━━━━━ Source material

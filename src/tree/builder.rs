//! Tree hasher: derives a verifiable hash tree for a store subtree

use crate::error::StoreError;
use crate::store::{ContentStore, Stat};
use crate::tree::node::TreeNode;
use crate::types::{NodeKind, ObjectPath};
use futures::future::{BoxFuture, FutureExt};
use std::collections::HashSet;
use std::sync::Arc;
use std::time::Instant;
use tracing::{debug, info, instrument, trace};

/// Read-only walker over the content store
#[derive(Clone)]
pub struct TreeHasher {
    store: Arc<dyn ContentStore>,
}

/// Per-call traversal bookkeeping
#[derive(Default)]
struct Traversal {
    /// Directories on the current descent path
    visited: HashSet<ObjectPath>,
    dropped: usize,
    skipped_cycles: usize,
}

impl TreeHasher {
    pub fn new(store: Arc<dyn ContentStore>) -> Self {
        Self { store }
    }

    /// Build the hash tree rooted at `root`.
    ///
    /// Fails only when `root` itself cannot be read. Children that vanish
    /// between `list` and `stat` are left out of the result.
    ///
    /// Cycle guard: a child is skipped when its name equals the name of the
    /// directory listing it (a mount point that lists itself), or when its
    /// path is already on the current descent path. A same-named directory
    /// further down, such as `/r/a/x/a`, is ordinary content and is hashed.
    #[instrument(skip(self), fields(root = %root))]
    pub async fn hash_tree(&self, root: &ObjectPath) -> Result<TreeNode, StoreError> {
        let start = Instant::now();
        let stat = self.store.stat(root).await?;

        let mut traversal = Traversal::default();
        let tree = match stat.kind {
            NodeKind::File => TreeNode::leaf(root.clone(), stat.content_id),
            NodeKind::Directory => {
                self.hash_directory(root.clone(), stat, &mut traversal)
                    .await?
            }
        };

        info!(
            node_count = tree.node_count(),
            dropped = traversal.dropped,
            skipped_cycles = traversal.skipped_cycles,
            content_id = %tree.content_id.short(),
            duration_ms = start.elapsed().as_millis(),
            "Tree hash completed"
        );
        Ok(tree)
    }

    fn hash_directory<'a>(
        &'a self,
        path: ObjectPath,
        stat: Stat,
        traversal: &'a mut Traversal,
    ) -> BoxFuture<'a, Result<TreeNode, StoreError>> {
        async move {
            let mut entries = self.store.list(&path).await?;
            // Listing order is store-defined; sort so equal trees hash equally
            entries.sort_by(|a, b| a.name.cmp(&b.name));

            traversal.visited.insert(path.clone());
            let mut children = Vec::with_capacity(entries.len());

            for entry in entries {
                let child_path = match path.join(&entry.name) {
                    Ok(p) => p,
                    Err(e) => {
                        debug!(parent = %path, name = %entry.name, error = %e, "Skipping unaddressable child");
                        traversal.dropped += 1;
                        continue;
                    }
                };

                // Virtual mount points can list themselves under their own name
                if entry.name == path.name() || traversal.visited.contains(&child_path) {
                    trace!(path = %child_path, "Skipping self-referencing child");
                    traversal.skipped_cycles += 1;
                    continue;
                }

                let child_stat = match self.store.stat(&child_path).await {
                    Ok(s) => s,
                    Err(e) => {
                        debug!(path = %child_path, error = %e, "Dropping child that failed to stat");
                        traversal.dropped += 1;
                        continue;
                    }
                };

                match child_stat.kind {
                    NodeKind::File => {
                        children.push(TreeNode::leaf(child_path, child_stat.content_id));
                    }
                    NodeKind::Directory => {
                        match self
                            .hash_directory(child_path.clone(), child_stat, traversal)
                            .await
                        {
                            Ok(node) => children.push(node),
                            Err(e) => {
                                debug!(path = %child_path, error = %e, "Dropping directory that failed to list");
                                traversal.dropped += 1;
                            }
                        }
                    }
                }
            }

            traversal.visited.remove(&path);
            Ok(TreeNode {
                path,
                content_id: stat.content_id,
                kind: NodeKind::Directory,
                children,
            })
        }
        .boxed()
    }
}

━━━━━━━━━━

**What you are asked to do**
Every line above from the line with "Children that vanish" to the line with "let stat = self.store.stat(root).await?;" is wanted, ends included; write them out exactly and add no other line.

**Task answer**
    /// Fails only when `root` itself cannot be read. Children that vanish
    /// between `list` and `stat` are left out of the result.
    ///
    /// Cycle guard: a child is skipped when its name equals the name of the
    /// directory listing it (a mount point that lists itself), or when its
    /// path is already on the current descent path. A same-named directory
    /// further down, such as `/r/a/x/a`, is ordinary content and is hashed.
    #[instrument(skip(self), fields(root = %root))]
    pub async fn hash_tree(&self, root: &ObjectPath) -> Result<TreeNode, StoreError> {
        let start = Instant::now();
        let stat = self.store.stat(root).await?;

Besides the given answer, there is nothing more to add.